Controintuitivamente, “Ben Hur” incrociò molta Democrazia cristiana. La mega produzione fu fortemente voluta da Giulio Andreotti, cinéphile con un occhio al lato dell’offerta, che inventò il primo tax credit della Repubblica con la eponima legge Andreotti del 1949, imponendo tasse sul doppiaggio straniero e sgravi invece per le pellicole a chilometro zero.

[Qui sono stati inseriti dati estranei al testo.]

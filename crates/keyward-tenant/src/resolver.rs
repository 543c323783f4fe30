//! Tenant resolution seam.
//!
//! Tenant lifecycle is owned by an external tenant-management service; this
//! backend only needs to ask whether a tenant id from a caller credential
//! is legitimate. [`TenantResolver`] is that seam as an injectable trait,
//! so production code can back it with the real service while tests inject
//! a static mapping — never a global, monkey-patchable object.

use crate::error::TenantError;
use keyward_core::TenantId;
use std::collections::HashSet;

/// Resolves whether a tenant id names a legitimate tenant.
pub trait TenantResolver: Send + Sync {
    /// Validates the tenant, returning an error for unknown tenants.
    ///
    /// # Errors
    ///
    /// Returns [`TenantError::UnknownTenant`] when the tenant is not known.
    fn resolve(&self, tenant: &TenantId) -> Result<(), TenantError>;
}

/// Resolver that accepts every tenant.
///
/// Used when a fronting gateway (or the tenant-management service itself)
/// has already vetted the credential before it reaches this backend.
#[derive(Debug, Clone, Copy, Default)]
pub struct OpenTenantResolver;

impl TenantResolver for OpenTenantResolver {
    fn resolve(&self, _tenant: &TenantId) -> Result<(), TenantError> {
        Ok(())
    }
}

/// Resolver backed by a static set of known tenants.
///
/// The test double: stands in for the tenant-management service with a
/// fixed mapping.
///
/// # Example
///
/// ```
/// use keyward_core::TenantId;
/// use keyward_tenant::{StaticTenantResolver, TenantResolver};
///
/// let resolver = StaticTenantResolver::new(["tenant1", "tenant2"]);
/// let known: TenantId = "tenant1".parse().unwrap();
/// let unknown: TenantId = "ghost".parse().unwrap();
///
/// assert!(resolver.resolve(&known).is_ok());
/// assert!(resolver.resolve(&unknown).is_err());
/// ```
#[derive(Debug, Clone, Default)]
pub struct StaticTenantResolver {
    known: HashSet<String>,
}

impl StaticTenantResolver {
    /// Creates a resolver knowing exactly the given tenant ids.
    pub fn new<I, S>(tenants: I) -> Self
    where
        I: IntoIterator<Item = S>,
        S: Into<String>,
    {
        Self {
            known: tenants.into_iter().map(Into::into).collect(),
        }
    }
}

impl TenantResolver for StaticTenantResolver {
    fn resolve(&self, tenant: &TenantId) -> Result<(), TenantError> {
        if self.known.contains(tenant.as_str()) {
            Ok(())
        } else {
            Err(TenantError::UnknownTenant(tenant.to_string()))
        }
    }
}
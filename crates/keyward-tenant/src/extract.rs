//! Tenant scope extraction from HTTP requests.

use crate::config::TenantConfig;
use crate::error::TenantError;
use http::Request;
use keyward_core::TenantId;

/// The tenant scope of a request, inserted into Axum request extensions.
///
/// A request may carry no tenant scope at all; such requests operate on the
/// default (single-tenant) partition. Handlers access the context via
/// `Extension<TenantContext>`.
///
/// # Example
///
/// ```rust,ignore
/// use axum::Extension;
/// use keyward_tenant::TenantContext;
///
/// async fn handler(
///     Extension(ctx): Extension<TenantContext>,
/// ) -> String {
///     match ctx.tenant() {
///         Some(tenant) => format!("Tenant: {tenant}"),
///         None => "Default partition".to_string(),
///     }
/// }
/// ```
#[derive(Debug, Clone)]
pub struct TenantContext {
    scope: Option<TenantId>,
}

impl TenantContext {
    /// Create a context scoped to a tenant.
    #[must_use]
    pub fn scoped(tenant: TenantId) -> Self {
        Self {
            scope: Some(tenant),
        }
    }

    /// Create a context for the default partition.
    #[must_use]
    pub fn unscoped() -> Self {
        Self { scope: None }
    }

    /// The tenant this request is scoped to, if any.
    #[must_use]
    pub fn tenant(&self) -> Option<&TenantId> {
        self.scope.as_ref()
    }
}

impl From<TenantId> for TenantContext {
    fn from(tenant: TenantId) -> Self {
        Self::scoped(tenant)
    }
}

/// Extract the tenant scope from an HTTP request.
///
/// This function tries, in order:
/// 1. Request extensions (if upstream middleware already set a `TenantId`)
/// 2. The configured tenant header
///
/// Returns `Ok(None)` when the request carries no tenant scope — whether
/// that is acceptable is the caller's (the middleware's) decision.
///
/// # Errors
///
/// Returns `TenantError::InvalidFormat` if the header value is not valid
/// UTF-8.
pub fn extract_tenant_scope<B>(
    req: &Request<B>,
    config: &TenantConfig,
) -> Result<Option<TenantId>, TenantError> {
    // 1. Check if a TenantId was already set by upstream auth middleware
    if let Some(tenant) = req.extensions().get::<TenantId>() {
        return Ok(Some(tenant.clone()));
    }

    // 2. Fall back to header extraction
    extract_from_header(req, &config.header_name)
}

/// Extract the tenant scope from an HTTP header.
///
/// A missing or blank header means "no scope" rather than an error; the
/// tenant id namespace is caller-assigned strings, so any non-blank value
/// is accepted.
///
/// # Errors
///
/// Returns `TenantError::InvalidFormat` if the header value is not valid
/// UTF-8.
pub fn extract_from_header<B>(
    req: &Request<B>,
    header_name: &str,
) -> Result<Option<TenantId>, TenantError> {
    let Some(header_value) = req.headers().get(header_name) else {
        return Ok(None);
    };

    let value_str = header_value
        .to_str()
        .map_err(|_| TenantError::InvalidFormat("Header value is not valid UTF-8".to_string()))?;

    match TenantId::parse(value_str) {
        Ok(tenant) => Ok(Some(tenant)),
        // A blank header is treated the same as an absent one.
        Err(_) => Ok(None),
    }
}
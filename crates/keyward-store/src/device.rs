//! Device view projection.
//!
//! Devices are not stored; they are derived from the partition's
//! authentication sets at query time, grouped by identity payload. The
//! projection runs over a consistent snapshot, so a query never observes a
//! partially applied transition.

use crate::auth_set::AuthSet;
use keyward_core::{AuthStatus, DeviceId};
use serde::{Deserialize, Serialize};

/// Device-level view over one or more authentication sets.
#[derive(Debug, Clone, Serialize, Deserialize)]
pub struct Device {
    /// Deterministic device id shared by all sets for this identity.
    pub id: DeviceId,

    /// The identity payload the grouped sets were submitted with.
    pub identity_data: String,

    /// Aggregated status of the device's sets.
    pub status: AuthStatus,

    /// The constituent authentication sets, in submission order.
    pub auth_sets: Vec<AuthSet>,
}

impl Device {
    /// Aggregates the status of a device's sets.
    ///
    /// Precedence: `accepted > preauthorized > pending > rejected`. A device
    /// with any accepted set is trusted; a device whose every set was
    /// rejected is rejected.
    #[must_use]
    pub fn aggregate_status(sets: &[AuthSet]) -> AuthStatus {
        let mut result = AuthStatus::Rejected;
        for set in sets {
            match set.status {
                AuthStatus::Accepted => return AuthStatus::Accepted,
                AuthStatus::Preauthorized => result = AuthStatus::Preauthorized,
                AuthStatus::Pending if result != AuthStatus::Preauthorized => {
                    result = AuthStatus::Pending;
                }
                _ => {}
            }
        }
        result
    }

    /// Projects a snapshot of authentication sets into devices.
    ///
    /// Sets must be given in submission order; devices come out ordered by
    /// the first submission of each identity, with their sets in order.
    #[must_use]
    pub fn project(sets: Vec<AuthSet>) -> Vec<Device> {
        let mut devices: Vec<Device> = Vec::new();
        for set in sets {
            match devices.iter_mut().find(|d| d.id == set.device_id) {
                Some(device) => device.auth_sets.push(set),
                None => devices.push(Device {
                    id: set.device_id,
                    identity_data: set.identity_data.clone(),
                    status: set.status,
                    auth_sets: vec![set],
                }),
            }
        }
        for device in &mut devices {
            device.status = Self::aggregate_status(&device.auth_sets);
        }
        devices
    }
}

/// Filter and pagination options for device listing: an optional status
/// filter plus skip/limit windowing expressed as pages.
#[derive(Debug, Clone, Copy, Default)]
pub struct DeviceFilter {
    /// Only return devices whose aggregated status matches.
    pub status: Option<AuthStatus>,
    /// 1-based page number; `None` disables pagination.
    pub page: Option<u32>,
    /// Page size; only meaningful together with `page`.
    pub per_page: Option<u32>,
}

impl DeviceFilter {
    /// Applies the filter to an already-projected device list.
    #[must_use]
    pub fn apply(&self, devices: Vec<Device>) -> Vec<Device> {
        let filtered: Vec<Device> = match self.status {
            Some(status) => devices.into_iter().filter(|d| d.status == status).collect(),
            None => devices,
        };

        match self.page {
            Some(page) => {
                let per_page = self.per_page.unwrap_or(DEFAULT_PER_PAGE) as usize;
                let skip = (page.max(1) as usize - 1) * per_page;
                filtered.into_iter().skip(skip).take(per_page).collect()
            }
            None => filtered,
        }
    }
}

/// Page size used when a page is requested without an explicit size.
const DEFAULT_PER_PAGE: u32 = 20;
//! Caller identity extraction for the management surface.
//!
//! Management calls are authenticated by a fronting gateway; this backend
//! reads the bearer token's claims without verifying the signature — the
//! gateway already did — to learn who is calling and which tenant they act
//! for. A `X-Keyward-Tenant` header is honored when the token carries no
//! tenant claim, and a request with neither runs against the default
//! partition.

use axum::{async_trait, extract::FromRequestParts};
use base64::engine::general_purpose::URL_SAFE_NO_PAD;
use base64::Engine as _;
use http::request::Parts;
use keyward_core::TenantId;
use keyward_store::PartitionKey;
use serde::Deserialize;

use crate::error::DevicesApiError;

/// Header consulted when the bearer token has no tenant claim.
const TENANT_HEADER: &str = "X-Keyward-Tenant";

/// Claims this backend reads from the bearer token payload.
#[derive(Debug, Deserialize)]
struct BearerClaims {
    /// Subject: the operator/user identity.
    sub: Option<String>,
    /// Tenant the credential is scoped to.
    #[serde(rename = "keyward.tenant")]
    tenant: Option<String>,
}

/// The authenticated caller of a management request.
#[derive(Debug, Clone)]
pub struct AuthContext {
    /// Operator identity from the token's `sub` claim, when present.
    pub subject: Option<String>,
    /// Tenant scope from the token (or the tenant header fallback).
    pub tenant: Option<TenantId>,
}

impl AuthContext {
    /// The partition this caller's operations are confined to.
    #[must_use]
    pub fn partition_key(&self) -> PartitionKey {
        PartitionKey::for_scope(self.tenant.as_ref())
    }
}

#[async_trait]
impl<S> FromRequestParts<S> for AuthContext
where
    S: Send + Sync,
{
    type Rejection = DevicesApiError;

    async fn from_request_parts(parts: &mut Parts, _state: &S) -> Result<Self, Self::Rejection> {
        let claims = match parts.headers.get(http::header::AUTHORIZATION) {
            Some(value) => Some(parse_bearer(value)?),
            None => None,
        };

        let subject = claims.as_ref().and_then(|c| c.sub.clone());

        let tenant = match claims.as_ref().and_then(|c| c.tenant.as_deref()) {
            Some(raw) => Some(TenantId::parse(raw).map_err(|e| {
                DevicesApiError::Unauthorized(format!("invalid tenant claim: {e}"))
            })?),
            None => tenant_from_header(parts)?,
        };

        if let Some(tenant) = &tenant {
            tracing::debug!(tenant_id = %tenant, subject = ?subject, "management caller scoped");
        }

        Ok(AuthContext { subject, tenant })
    }
}

/// Parses the `Authorization` header as an unverified bearer JWT.
fn parse_bearer(value: &http::HeaderValue) -> Result<BearerClaims, DevicesApiError> {
    let raw = value
        .to_str()
        .map_err(|_| DevicesApiError::Unauthorized("authorization header is not UTF-8".into()))?;

    let token = raw
        .strip_prefix("Bearer ")
        .ok_or_else(|| DevicesApiError::Unauthorized("expected a bearer token".into()))?;

    let mut segments = token.split('.');
    let (Some(_header), Some(payload)) = (segments.next(), segments.next()) else {
        return Err(DevicesApiError::Unauthorized("malformed bearer token".into()));
    };

    let decoded = URL_SAFE_NO_PAD
        .decode(payload)
        .map_err(|_| DevicesApiError::Unauthorized("malformed bearer token payload".into()))?;

    serde_json::from_slice(&decoded)
        .map_err(|_| DevicesApiError::Unauthorized("unreadable bearer token claims".into()))
}

/// Reads the tenant header fallback; blank values mean "no scope".
fn tenant_from_header(parts: &Parts) -> Result<Option<TenantId>, DevicesApiError> {
    let Some(value) = parts.headers.get(TENANT_HEADER) else {
        return Ok(None);
    };
    let raw = value
        .to_str()
        .map_err(|_| DevicesApiError::Unauthorized("tenant header is not UTF-8".into()))?;
    Ok(TenantId::parse(raw).ok())
}
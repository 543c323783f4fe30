//! Strongly Typed Identifiers
//!
//! This module provides type-safe identifier types for Keyward.
//! Using the newtype pattern, these types prevent accidental misuse of
//! different ID types at compile time.
//!
//! # Example
//!
//! ```
//! use keyward_core::{AuthSetId, DeviceId, TenantId};
//!
//! let set_id = AuthSetId::new();
//! let device_id = DeviceId::from_identity(r#"{"mac":"00:11:22:33:44:55"}"#);
//!
//! // Type safety: cannot pass AuthSetId where DeviceId is expected
//! fn requires_device(id: DeviceId) -> String {
//!     id.to_string()
//! }
//!
//! let result = requires_device(device_id);
//! // requires_device(set_id); // This would not compile!
//!
//! // Tenant identifiers are caller-assigned strings, not UUIDs
//! let tenant: TenantId = "tenant1".parse().unwrap();
//! assert_eq!(tenant.as_str(), "tenant1");
//! ```

use serde::{Deserialize, Serialize};
use std::fmt::{Display, Formatter};
use std::str::FromStr;
use uuid::Uuid;

/// Error type for ID parsing failures
#[derive(Debug, Clone, PartialEq, Eq)]
pub struct ParseIdError {
    /// The type of ID that failed to parse
    pub id_type: &'static str,
    /// The underlying parse error message
    pub message: String,
}

impl Display for ParseIdError {
    fn fmt(&self, f: &mut Formatter<'_>) -> std::fmt::Result {
        write!(f, "Failed to parse {}: {}", self.id_type, self.message)
    }
}

impl std::error::Error for ParseIdError {}

/// Macro to define a strongly-typed UUID-backed ID type
macro_rules! define_id {
    ($(#[$meta:meta])* $name:ident) => {
        $(#[$meta])*
        #[derive(Debug, Clone, Copy, PartialEq, Eq, Hash, Serialize, Deserialize)]
        #[serde(transparent)]
        pub struct $name(Uuid);

        impl $name {
            /// Creates a new random ID using UUID v4.
            #[must_use]
            pub fn new() -> Self {
                Self(Uuid::new_v4())
            }

            /// Creates an ID from an existing UUID.
            #[must_use]
            pub fn from_uuid(uuid: Uuid) -> Self {
                Self(uuid)
            }

            /// Returns a reference to the underlying UUID.
            #[must_use]
            pub fn as_uuid(&self) -> &Uuid {
                &self.0
            }
        }

        impl Default for $name {
            fn default() -> Self {
                Self::new()
            }
        }

        impl Display for $name {
            fn fmt(&self, f: &mut Formatter<'_>) -> std::fmt::Result {
                write!(f, "{}", self.0)
            }
        }

        impl FromStr for $name {
            type Err = ParseIdError;

            fn from_str(s: &str) -> std::result::Result<Self, Self::Err> {
                Uuid::parse_str(s)
                    .map(Self)
                    .map_err(|e| ParseIdError {
                        id_type: stringify!($name),
                        message: e.to_string(),
                    })
            }
        }
    };
}

define_id!(
    /// Strongly typed identifier for authentication sets.
    ///
    /// Every (device identity, public key) submission gets its own
    /// authentication set, identified by an opaque UUID unique within
    /// its tenant partition.
    AuthSetId
);

define_id!(
    /// Strongly typed identifier for devices.
    ///
    /// A device aggregates every authentication set submitted for the same
    /// identity payload. Use [`DeviceId::from_identity`] to derive the id
    /// deterministically, so a re-bootstrap with a new key maps to the same
    /// device.
    DeviceId
);

impl DeviceId {
    /// Derives the device id from the opaque identity payload.
    ///
    /// Uses UUID v5 over the identity bytes, so the same identity document
    /// always yields the same device id within and across processes.
    #[must_use]
    pub fn from_identity(identity_data: &str) -> Self {
        Self(Uuid::new_v5(&Uuid::NAMESPACE_OID, identity_data.as_bytes()))
    }
}

/// Strongly typed identifier for tenants.
///
/// Tenant identifiers are caller-assigned, non-empty strings (e.g.
/// `"tenant1"`), not UUIDs: the tenant-management service owns the
/// namespace and this backend only needs the id to name the tenant's
/// isolated partition.
///
/// # Example
///
/// ```
/// use keyward_core::TenantId;
///
/// let tenant: TenantId = "acme".parse().unwrap();
/// assert_eq!(tenant.to_string(), "acme");
///
/// // Blank identifiers are rejected
/// assert!("".parse::<TenantId>().is_err());
/// assert!("   ".parse::<TenantId>().is_err());
/// ```
#[derive(Debug, Clone, PartialEq, Eq, Hash, Serialize, Deserialize)]
#[serde(try_from = "String", into = "String")]
pub struct TenantId(String);

impl TenantId {
    /// Creates a tenant id from a raw string, rejecting blank input.
    pub fn parse(raw: impl AsRef<str>) -> std::result::Result<Self, ParseIdError> {
        let trimmed = raw.as_ref().trim();
        if trimmed.is_empty() {
            return Err(ParseIdError {
                id_type: "TenantId",
                message: "tenant id must not be empty".to_string(),
            });
        }
        Ok(Self(trimmed.to_string()))
    }

    /// Returns the tenant id as a string slice.
    #[must_use]
    pub fn as_str(&self) -> &str {
        &self.0
    }
}

impl Display for TenantId {
    fn fmt(&self, f: &mut Formatter<'_>) -> std::fmt::Result {
        write!(f, "{}", self.0)
    }
}

impl FromStr for TenantId {
    type Err = ParseIdError;

    fn from_str(s: &str) -> std::result::Result<Self, Self::Err> {
        Self::parse(s)
    }
}

impl TryFrom<String> for TenantId {
    type Error = ParseIdError;

    fn try_from(value: String) -> std::result::Result<Self, Self::Error> {
        Self::parse(value)
    }
}

impl From<TenantId> for String {
    fn from(id: TenantId) -> Self {
        id.0
    }
}

#[cfg(test)]
mod tests {
    use super::*;

    mod auth_set_id_tests {
        use super::*;

        #[test]
        fn test_new_creates_valid_id() {
            let id = AuthSetId::new();
            let id_str = id.to_string();
            // UUID format: 8-4-4-4-12 hex digits
            assert_eq!(id_str.len(), 36);
            assert!(id_str.contains('-'));
        }

        #[test]
        fn test_from_uuid_preserves_value() {
            let uuid = Uuid::new_v4();
            let id = AuthSetId::from_uuid(uuid);
            assert_eq!(id.as_uuid(), &uuid);
        }

        #[test]
        fn test_parse_valid_uuid() {
            let id: AuthSetId = "550e8400-e29b-41d4-a716-446655440000".parse().unwrap();
            assert_eq!(id.to_string(), "550e8400-e29b-41d4-a716-446655440000");
        }

        #[test]
        fn test_parse_invalid_uuid_returns_error() {
            let result: std::result::Result<AuthSetId, _> = "not-a-uuid".parse();
            assert!(result.is_err());
            let err = result.unwrap_err();
            assert_eq!(err.id_type, "AuthSetId");
            assert!(!err.message.is_empty());
        }

        #[test]
        fn test_default_creates_new_id() {
            let id1 = AuthSetId::default();
            let id2 = AuthSetId::default();
            assert_ne!(id1, id2);
        }
    }

    mod device_id_tests {
        use super::*;

        #[test]
        fn test_from_identity_is_deterministic() {
            let identity = r#"{"mac":"00:11:22:33:44:55"}"#;
            let id1 = DeviceId::from_identity(identity);
            let id2 = DeviceId::from_identity(identity);
            assert_eq!(id1, id2);
        }

        #[test]
        fn test_from_identity_differs_per_identity() {
            let id1 = DeviceId::from_identity(r#"{"mac":"aa"}"#);
            let id2 = DeviceId::from_identity(r#"{"mac":"bb"}"#);
            assert_ne!(id1, id2);
        }

        #[test]
        fn test_parse_empty_string_returns_error() {
            let result: std::result::Result<DeviceId, _> = "".parse();
            assert!(result.is_err());
            let err = result.unwrap_err();
            assert_eq!(err.id_type, "DeviceId");
        }
    }

    mod tenant_id_tests {
        use super::*;

        #[test]
        fn test_parse_valid() {
            let id = TenantId::parse("tenant1").unwrap();
            assert_eq!(id.as_str(), "tenant1");
        }

        #[test]
        fn test_parse_trims_whitespace() {
            let id = TenantId::parse("  acme  ").unwrap();
            assert_eq!(id.as_str(), "acme");
        }

        #[test]
        fn test_parse_empty_rejected() {
            assert!(TenantId::parse("").is_err());
            assert!(TenantId::parse("   ").is_err());
        }

        #[test]
        fn test_error_display() {
            let err = TenantId::parse("").unwrap_err();
            let display = err.to_string();
            assert!(display.contains("TenantId"));
            assert!(display.contains("Failed to parse"));
        }

        #[test]
        fn test_can_use_as_hashmap_key() {
            use std::collections::HashMap;

            let mut map: HashMap<TenantId, String> = HashMap::new();
            let id1 = TenantId::parse("tenant1").unwrap();
            let id2 = TenantId::parse("tenant2").unwrap();

            map.insert(id1.clone(), "first".to_string());
            map.insert(id2.clone(), "second".to_string());

            assert_eq!(map.get(&id1), Some(&"first".to_string()));
            assert_eq!(map.get(&id2), Some(&"second".to_string()));
        }
    }

    mod serde_tests {
        use super::*;

        #[test]
        fn test_auth_set_id_serde_roundtrip() {
            let original = AuthSetId::new();
            let json = serde_json::to_string(&original).unwrap();
            let deserialized: AuthSetId = serde_json::from_str(&json).unwrap();
            assert_eq!(original, deserialized);
        }

        #[test]
        fn test_serializes_as_plain_string() {
            let uuid = Uuid::parse_str("550e8400-e29b-41d4-a716-446655440000").unwrap();
            let id = AuthSetId::from_uuid(uuid);
            let json = serde_json::to_string(&id).unwrap();
            // Should serialize as plain quoted string, not as object
            assert_eq!(json, "\"550e8400-e29b-41d4-a716-446655440000\"");
        }

        #[test]
        fn test_tenant_id_serde_roundtrip() {
            let original = TenantId::parse("tenant1").unwrap();
            let json = serde_json::to_string(&original).unwrap();
            assert_eq!(json, "\"tenant1\"");
            let deserialized: TenantId = serde_json::from_str(&json).unwrap();
            assert_eq!(original, deserialized);
        }

        #[test]
        fn test_tenant_id_deserialize_rejects_empty() {
            let result: std::result::Result<TenantId, _> = serde_json::from_str("\"\"");
            assert!(result.is_err());
        }
    }
}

E poi naturalmente Gore Vidal: arrivato a Roma nel 1958 proprio a fronteggiare i buchi di sceneggiatura di quel filmone (e anche perché “le marchette costavano poco”, scrive nelle sue memorie). Abitava un attico gigante a piazza Argentina guardando le rovine e i gatti e scrivendo capolavori ed elaborando un’idea tutta sua del kolossal: istigato forse da Fellini, che stava nell’ufficio accanto sulla Tuscolana scrivendo “la Dolce vita”, “Gorino” mette mano a quello script, che doveva narrare la storia del principe ebreo Giuda Ben-Hur, tradito dal suo vecchio amico d’infanzia, il tribuno romano Messala. Per Vidal “la trama era confusa. Due amici d’infanzia si incontrano ormai adulti. I due arrivano a odiarsi al punto che il primo uccide l’altro in una corsa di bighe. Non c’era spiegazione per tutta questa furia”. “Ecco perché ti abbiamo chiamato”, risponde il regista William Wyler.
Così arriva l’ideona: “Ben-Hur e Messalla da ragazzi erano stati amanti”. Mentre il primo, interpretato da Charlton Heston, era rinsavito, Messalla (Stephen Boyd) era rimasto sotto. “Prima li facciamo amoreggiare, poi quando Ben-Hur rifiuta le avance di Messalla, si scatena l’odio!”. “Gore, questo è Ben-Hur, Cristo! Non possiamo farlo!”, risponde Wyler. Lo fanno ugualmente, ricorrendo al body language e al sottotesto. “Anni e anni di tv supercensurata mi avevano insegnato che si possono fare dei dialoghi in cui dici una cosa, e ne intendi un’altra”, scrive Vidal, che alla fine riesce nel suo intento (però decidono di non avvertire Heston, considerato da Vidal un subumano oltre che cane micidiale, e che aborrirebbe il plot). Heston però nei suoi diari scrive: “Vidal è un uomo molto intelligente, ma la sceneggiatura non è cosa sua”, insomma è meno scemo di quanto pensassero, e con “Ben Hur” prende pure l’Oscar.